MANCHESTER – Avec des objectifs aussi vastes que de mettre fin à la pauvreté sous toutes ses formes et d’assurer une éducation de qualité à tous d’ici 2030, les Objectifs de développement durable (ODD) sont très ambitieux, beaucoup plus que leurs prédécesseurs, les Objectifs du millénaire pour le développement. Que le monde les atteigne ou non dépendra essentiellement de la finance, particulièrement les finances publiques.

Traditionnellement, l’aide publique au développement (APD) jouerait un rôle pivot dans le financement d’un échéancier de 2010 dicté par le programme de développement durable, qui englobe les 17 ODD. Mais à une époque où la rhétorique nationaliste et les politiques isolationnistes gagnent des adeptes dans certains des pays donnant ordinairement le plus - à commencer par les États-Unis - l’aide publique ne suffira pas.

En fait, ces dernières années, l’aide étrangère, dans le meilleur des cas, demeure stagnante et rien ne laisse entrevoir qu’elle va augmenter. Au contraire, le spectre de la récession mondiale - exacerbée par la guerre commerciale du président américain Donald Trump - rend beaucoup plus probable une réduction à l’échelle mondiale des recettes de l’État, ainsi que des demandes accrues pour dépenser les fonds publics au pays. Rien de tout cela n’est de bon augure pour les entrées d’aide extérieure.

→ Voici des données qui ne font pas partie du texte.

use std::collections::{HashMap, HashSet, VecDeque};
use std::sync::{Arc, Mutex, MutexGuard};
use std::time::{Duration, Instant};

use crossbeam_channel::{Receiver, RecvTimeoutError};
use eyre::WrapErr;
use protocol::{Command, DecodedMessage, Execute, OUTPUT_INPUT_ECHO, PROMPT_BUSY, Token};
use transport::{FrameReader, FrameWriter, PollResult};

use crate::fanout::Fanout;

/// How long the reader loop waits for a frame before re-checking for
/// cancellation.
const POLL_INTERVAL: Duration = Duration::from_millis(20);

/// Buffer used by [`Dispatcher::execute_and_wait`] for its private subscription.
const WAIT_CAPACITY: usize = 1024;

/// What happened to a command handed to [`Dispatcher::send`].
#[derive(Debug, Clone, Copy, PartialEq, Eq)]
pub enum SendOutcome {
    /// Written to the transport.
    Written,
    /// Queued until the interpreter reports a non-busy prompt.
    Queued,
    /// A `CloseWindow` held until the matching save is acknowledged.
    HeldForSave,
}

/// Why the reader loop stopped.
#[derive(Debug, Clone, PartialEq, Eq)]
pub enum RunExit {
    Cancelled,
    EndOfStream,
    Failed(String),
}

/// Commands that may be written while the interpreter is busy.
fn allowed_while_busy(command: &Command) -> bool {
    matches!(
        command,
        Command::WeakInterrupt
            | Command::StrongInterrupt
            | Command::SaveChanges(_)
            | Command::CloseWindow(_)
    ) || command.name().starts_with("Reply")
}

/// Commands that run interpreter code and are abandoned after an error.
fn is_execute_class(command: &Command) -> bool {
    matches!(
        command,
        Command::Execute(_)
            | Command::Continue(_)
            | Command::RunCurrentLine(_)
            | Command::StepInto(_)
            | Command::ContinueTrace(_)
            | Command::RestartThreads
    )
}

#[derive(Debug, Default)]
struct DispatchState {
    /// `None` until the interpreter first reports a prompt; treated as ready.
    prompt: Option<i64>,
    queue: VecDeque<Command>,
    pending_saves: HashSet<Token>,
    pending_closes: HashMap<Token, Vec<Command>>,
}

impl DispatchState {
    fn is_busy(&self) -> bool {
        self.prompt == Some(PROMPT_BUSY)
    }
}

struct Shared {
    state: Mutex<DispatchState>,
    writer: FrameWriter,
    fanout: Fanout,
}

/// Owner of the outbound side of one interpreter link.
///
/// Cloning is cheap; all clones share the same queue, prompt state and
/// subscriber list. The state lock is always taken before the transport's
/// writer lock.
#[derive(Clone)]
pub struct Dispatcher {
    shared: Arc<Shared>,
}

impl Dispatcher {
    pub fn new(writer: FrameWriter) -> Self {
        Self {
            shared: Arc::new(Shared {
                state: Mutex::new(DispatchState::default()),
                writer,
                fanout: Fanout::default(),
            }),
        }
    }

    fn state(&self) -> eyre::Result<MutexGuard<'_, DispatchState>> {
        self.shared
            .state
            .lock()
            .map_err(|_| eyre::eyre!("dispatcher state mutex poisoned"))
    }

    /// Most recent prompt type reported by the interpreter.
    pub fn prompt_state(&self) -> Option<i64> {
        self.state().ok().and_then(|s| s.prompt)
    }

    pub fn queued(&self) -> Vec<Command> {
        self.state()
            .map(|s| s.queue.iter().cloned().collect())
            .unwrap_or_default()
    }

    /// Register a subscriber with room for `capacity` undelivered messages.
    ///
    /// Delivery is best effort: when the buffer is full, new messages are
    /// dropped for this subscriber rather than stalling the reader.
    pub fn subscribe(&self, capacity: usize) -> Receiver<DecodedMessage> {
        self.shared.fanout.subscribe(capacity)
    }

    pub fn subscriber_count(&self) -> usize {
        self.shared.fanout.len()
    }

    /// Messages dropped because a subscriber's buffer was full.
    pub fn dropped_messages(&self) -> u64 {
        self.shared.fanout.dropped()
    }

    /// Send a command, or defer it when the interpreter cannot take it yet.
    ///
    /// Deferral is not an error. Only a failed write to the transport is.
    #[tracing::instrument(skip(self, command), fields(command = %command.name()), level = "debug")]
    pub fn send(&self, command: Command) -> eyre::Result<SendOutcome> {
        let mut state = self.state()?;

        match &command {
            Command::CloseWindow(target) if state.pending_saves.contains(&target.win) => {
                tracing::debug!(win = target.win, "holding close until save is acknowledged");
                state
                    .pending_closes
                    .entry(target.win)
                    .or_default()
                    .push(command);
                Ok(SendOutcome::HeldForSave)
            }
            Command::SaveChanges(save) => {
                let win = save.win;
                self.write(&command)?;
                state.pending_saves.insert(win);
                Ok(SendOutcome::Written)
            }
            _ if allowed_while_busy(&command) => {
                self.write(&command)?;
                Ok(SendOutcome::Written)
            }
            _ if state.is_busy() => {
                tracing::debug!("interpreter busy, queueing command");
                state.queue.push_back(command);
                Ok(SendOutcome::Queued)
            }
            _ if !state.queue.is_empty() => {
                // earlier commands left over from a failed replay go first
                state.queue.push_back(command);
                if let Err(e) = self.flush(&mut state) {
                    state.queue.pop_back();
                    return Err(e);
                }
                Ok(SendOutcome::Written)
            }
            _ => {
                self.write(&command)?;
                Ok(SendOutcome::Written)
            }
        }
    }

    fn write(&self, command: &Command) -> eyre::Result<()> {
        let payload = protocol::encode(command).wrap_err("encoding command")?;
        self.shared
            .writer
            .write_frame(&payload)
            .wrap_err_with(|| format!("writing {} to interpreter", command.name()))
    }

    /// Replay queued commands in order. On a write failure the failed command
    /// and everything after it stay queued, in their original order.
    fn flush(&self, state: &mut DispatchState) -> eyre::Result<()> {
        while let Some(command) = state.queue.pop_front() {
            if let Err(e) = self.write(&command) {
                state.queue.push_front(command);
                return Err(e.wrap_err("replaying queued commands"));
            }
        }
        Ok(())
    }

    fn release_closes(&self, state: &mut DispatchState, win: Token) {
        for close in state.pending_closes.remove(&win).unwrap_or_default() {
            if let Err(e) = self.write(&close) {
                tracing::error!(error = %e, win, "releasing held close failed");
            }
        }
    }

    /// Update dispatcher bookkeeping for one inbound command.
    fn observe(&self, command: &Command) {
        let Ok(mut state) = self.state() else {
            tracing::error!("dispatcher state mutex poisoned, ignoring inbound command");
            return;
        };

        match command {
            Command::SetPromptType(p) => {
                let was_busy = state.is_busy();
                state.prompt = Some(p.prompt);
                if was_busy && !state.is_busy() {
                    tracing::debug!(prompt = p.prompt, queued = state.queue.len(), "prompt ready");
                }
                if !state.is_busy()
                    && let Err(e) = self.flush(&mut state)
                {
                    tracing::error!(error = %e, queued = state.queue.len(), "replaying queued commands failed");
                }
            }
            Command::ReplySaveChanges(reply) => {
                if reply.err != 0 {
                    tracing::warn!(win = reply.win, err = reply.err, "save failed, releasing close anyway");
                }
                state.pending_saves.remove(&reply.win);
                self.release_closes(&mut state, reply.win);
            }
            Command::HadError(_) => {
                let before = state.queue.len();
                state.queue.retain(|c| !is_execute_class(c));
                tracing::debug!(cleared = before - state.queue.len(), "dropped queued execution after error");
            }
            Command::Disconnect(_) | Command::SysError(_) | Command::InternalError(_) => {
                tracing::debug!(cleared = state.queue.len(), "clearing outbound queue");
                state.queue.clear();
                state.pending_saves.clear();
                state.pending_closes.clear();
            }
            _ => {}
        }
    }

    /// Decode one inbound payload, update state and publish it.
    pub fn dispatch(&self, payload: &str) {
        let message = protocol::decode(payload);
        match &message {
            DecodedMessage::Command(command) => {
                tracing::debug!(command = %command.name(), known = command.is_known(), "received command");
                self.observe(command);
            }
            DecodedMessage::Raw(text) => tracing::debug!(%text, "received non-command frame"),
        }
        self.shared.fanout.publish(&message);
    }

    /// Read frames until the stream ends, a read fails or `shutdown` fires.
    ///
    /// Dropping the shutdown sender also counts as cancellation. Frames are
    /// dispatched only once fully read.
    pub fn run<R>(&self, mut reader: FrameReader<R>, shutdown: oneshot::Receiver<()>) -> RunExit
    where
        R: std::io::Read,
    {
        let exit = loop {
            match shutdown.try_recv() {
                Ok(()) | Err(oneshot::TryRecvError::Disconnected) => {
                    tracing::debug!("reader loop cancelled");
                    break RunExit::Cancelled;
                }
                Err(oneshot::TryRecvError::Empty) => {}
            }

            match reader.try_read_frame(POLL_INTERVAL) {
                Ok(PollResult::Frame(payload)) => self.dispatch(&payload),
                Ok(PollResult::Closed) => {
                    tracing::debug!("interpreter closed the connection");
                    break RunExit::EndOfStream;
                }
                Ok(PollResult::Timeout) => {}
                Err(e) => {
                    tracing::error!(error = %e, "error reading from interpreter, terminating");
                    break RunExit::Failed(e.to_string());
                }
            }
        };
        self.shared.fanout.close();
        exit
    }

    /// Run `text` and collect the session output it produces.
    ///
    /// Completion is the first non-busy prompt after the interpreter has gone
    /// busy, so a prompt that merely releases this command from the queue is
    /// not mistaken for the end of execution. Input echo is excluded.
    #[tracing::instrument(skip(self), level = "debug")]
    pub fn execute_and_wait(&self, text: &str, timeout: Duration) -> eyre::Result<String> {
        let rx = self.subscribe(WAIT_CAPACITY);
        let mut text = text.to_string();
        if !text.ends_with('\n') {
            text.push('\n');
        }
        self.send(Command::Execute(Execute { text, trace: false }))
            .wrap_err("sending execute")?;

        let deadline = Instant::now() + timeout;
        let mut seen_busy = false;
        let mut output = String::new();
        loop {
            let remaining = deadline.saturating_duration_since(Instant::now());
            let message = match rx.recv_timeout(remaining) {
                Ok(message) => message,
                Err(RecvTimeoutError::Timeout) => {
                    eyre::bail!("timed out after {timeout:?} waiting for the interpreter")
                }
                Err(RecvTimeoutError::Disconnected) => {
                    eyre::bail!("interpreter link closed while waiting for a result")
                }
            };
            match message.into_command() {
                Some(Command::AppendSessionOutput(out)) if out.kind != OUTPUT_INPUT_ECHO => {
                    output.push_str(&out.result);
                }
                Some(Command::SetPromptType(p)) if p.prompt == PROMPT_BUSY => seen_busy = true,
                Some(Command::SetPromptType(_)) if seen_busy => return Ok(output),
                Some(Command::HadError(e)) => {
                    eyre::bail!("{}{}", output, e.text())
                }
                Some(Command::Disconnect(_) | Command::SysError(_) | Command::InternalError(_)) => {
                    eyre::bail!("interpreter failed while evaluating")
                }
                _ => {}
            }
        }
    }
}

impl std::fmt::Debug for Dispatcher {
    fn fmt(&self, f: &mut std::fmt::Formatter<'_>) -> std::fmt::Result {
        f.debug_struct("Dispatcher")
            .field("prompt", &self.prompt_state())
            .finish_non_exhaustive()
    }
}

Ce qui veut dire que, pour mettre en œuvre les ODD, les pays en développement devront de plus en plus compter sur leurs propres moyens. En fait, le programme 2030 devance cet impératif : la principale cible des 17 ODD consiste à «renforcer la mobilisation des ressources intérieures… pour améliorer la capacité de perception des impôts et d’autres taxes    ». La question est de savoir comment.

Une gestion fiscale déficiente signifie que les pays en développement - particulièrement en Afrique, où se situent 27 des 28 pays les plus pauvres du monde - subissent de fréquentes crises d’endettement et d’inflation; et beaucoup d’entre eux sont à la merci des fluctuations du cours des denrées. La perception des impôts est un défi majeur pour ces économies : les recettes fiscales perçues par les pays à faible revenu atteignent de 10 à 20 % du PIB, en moyenne, par rapport à environ 40 % du PIB dans les pays à revenu élevé.

La principale raison pour laquelle le secteur non officiel occupe une grande place dans l’économie de ces pays ; une autre est qu’ils investissent peu dans les infrastructures nécessaires à l’instauration d’un régime d’imposition des particuliers, comptant plutôt sur les taxes de vente, qui sont plus faciles à administrer, mais génèrent moins de revenus à l’État. Ajoutez à cela la gestion déficiente de la perception et ces pays ne parviennent jamais à fournir les biens et les services publics essentiels, encore moins à assurer une stabilité fiscale.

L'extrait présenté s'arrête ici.